__What you need to do__.
Only a number is wanted here: the count of lines in the data below where the string "Cafe" occurs.

Supplied records below:

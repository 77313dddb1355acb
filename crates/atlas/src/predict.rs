//! Location suitability stub
//!
//! A deterministic dummy scorer, not a model: the score and feature
//! map are derived entirely from the request, so identical requests
//! always produce identical responses. It exists to give the
//! prediction page a stable backend while the real model is out of
//! scope.

use rand::rngs::StdRng;
use rand::{Rng, SeedableRng};
use schemars::JsonSchema;
use serde::{Deserialize, Serialize};
use std::collections::BTreeMap;

/// A prediction request
#[derive(Debug, Clone, Serialize, Deserialize, JsonSchema)]
pub struct PredictionRequest {
  pub latitude: f64,
  pub longitude: f64,
  pub category: String,
}

/// A prediction result
#[derive(Debug, Clone, Serialize, Deserialize, JsonSchema)]
pub struct Prediction {
  /// Suitability score in [3.0, 5.0], two decimals
  pub prediction: f64,
  /// Synthetic site-selection covariates backing the score
  pub features: BTreeMap<String, f64>,
  pub message: String,
}

/// Validation failure for a prediction request
#[derive(Debug, Clone, PartialEq, Eq)]
pub struct InvalidRequest(pub &'static str);

impl std::fmt::Display for InvalidRequest {
  fn fmt(&self, f: &mut std::fmt::Formatter<'_>) -> std::fmt::Result {
    write!(f, "{}", self.0)
  }
}

impl std::error::Error for InvalidRequest {}

/// Check a request before scoring it
pub fn validate(request: &PredictionRequest) -> Result<(), InvalidRequest> {
  if !request.latitude.is_finite() || !request.longitude.is_finite() {
    return Err(InvalidRequest("latitude and longitude must be finite numbers"));
  }
  if request.category.trim().is_empty() {
    return Err(InvalidRequest("Missing required fields: latitude, longitude, category"));
  }
  Ok(())
}

/// Combine the request into the seed everything else derives from
fn location_hash(request: &PredictionRequest) -> f64 {
  request.latitude * 100.0 + request.longitude + request.category.chars().count() as f64
}

fn round2(value: f64) -> f64 {
  (value * 100.0).round() / 100.0
}

fn round3(value: f64) -> f64 {
  (value * 1000.0).round() / 1000.0
}

/// Score a location for a business category
pub fn predict(request: &PredictionRequest) -> Prediction {
  let hash = location_hash(request);
  let score = round2(3.0 + hash.rem_euclid(200.0) / 100.0);

  let mut rng = StdRng::seed_from_u64(hash.to_bits());
  let mut features = BTreeMap::new();
  let mut put = |name: &str, value: f64| {
    features.insert(name.to_string(), round3(value));
  };

  put("pop-den", 1000.0 + rng.random_range(0.0..1000.0));
  put("ntl-den", 50.0 + rng.random_range(0.0..50.0));
  put("NDVI", 0.1 + rng.random_range(0.0..0.3));
  put("MNDWI", -0.2 + rng.random_range(0.0..0.3));
  put("NDBI", 0.1 + rng.random_range(0.0..0.2));
  put("distance_center", 1.0 + rng.random_range(0.0..5.0));
  put("popden_to_ntl_ratio", 20.0 + rng.random_range(0.0..10.0));
  put("popden_ntl_interaction", 80_000.0 + rng.random_range(0.0..40_000.0));
  put("ndbi_over_ndvi", 0.5 + rng.random_range(0.0..0.5));
  put("ndvi_minus_mndwi", 0.3 + rng.random_range(0.0..0.2));
  put("business_count_1km", (5 + rng.random_range(0..20)) as f64);
  put("business_count_5km", (50 + rng.random_range(0..100)) as f64);
  put("same_category_count_1km", (1 + rng.random_range(0..5)) as f64);
  put("same_category_count_5km", (5 + rng.random_range(0..15)) as f64);

  Prediction {
    prediction: score,
    features,
    message: "Prediction successful (dummy data)".to_string(),
  }
}

#[cfg(test)]
mod tests {
  use super::*;

  fn request(latitude: f64, longitude: f64, category: &str) -> PredictionRequest {
    PredictionRequest { latitude, longitude, category: category.to_string() }
  }

  #[test]
  fn score_stays_in_band() {
    for (lat, lng, category) in [
      (31.5204, 74.3587, "Cafe"),
      (0.0, 0.0, "x"),
      (-33.9, 151.2, "Supermarket"),
      (89.9, -179.9, "Bank"),
    ] {
      let result = predict(&request(lat, lng, category));
      assert!(
        (3.0..=5.0).contains(&result.prediction),
        "score {} out of band for ({lat}, {lng})",
        result.prediction
      );
    }
  }

  #[test]
  fn identical_requests_yield_identical_responses() {
    let req = request(31.5204, 74.3587, "Restaurant");
    let first = predict(&req);
    let second = predict(&req);
    assert_eq!(first.prediction, second.prediction);
    assert_eq!(first.features, second.features);
  }

  #[test]
  fn different_locations_usually_differ() {
    let a = predict(&request(31.5204, 74.3587, "Cafe"));
    let b = predict(&request(31.6, 74.4, "Cafe"));
    assert_ne!(a.features, b.features);
  }

  #[test]
  fn score_rounds_to_two_decimals() {
    let result = predict(&request(31.5204, 74.3587, "Cafe"));
    let scaled = result.prediction * 100.0;
    assert!((scaled - scaled.round()).abs() < 1e-9);
  }

  #[test]
  fn feature_map_is_complete() {
    let result = predict(&request(31.5, 74.3, "Cafe"));
    for name in [
      "pop-den",
      "ntl-den",
      "NDVI",
      "MNDWI",
      "NDBI",
      "distance_center",
      "popden_to_ntl_ratio",
      "popden_ntl_interaction",
      "ndbi_over_ndvi",
      "ndvi_minus_mndwi",
      "business_count_1km",
      "business_count_5km",
      "same_category_count_1km",
      "same_category_count_5km",
    ] {
      assert!(result.features.contains_key(name), "missing feature {name}");
    }
  }

  #[test]
  fn validate_rejects_blank_category() {
    let result = validate(&request(31.5, 74.3, "  "));
    assert!(result.is_err());
  }

  #[test]
  fn validate_rejects_non_finite_coordinates() {
    assert!(validate(&request(f64::NAN, 74.3, "Cafe")).is_err());
    assert!(validate(&request(31.5, f64::INFINITY, "Cafe")).is_err());
  }

  #[test]
  fn validate_accepts_well_formed_requests() {
    assert!(validate(&request(31.5, 74.3, "Cafe")).is_ok());
  }
}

End of Supplied records.

__Result for this task__.
8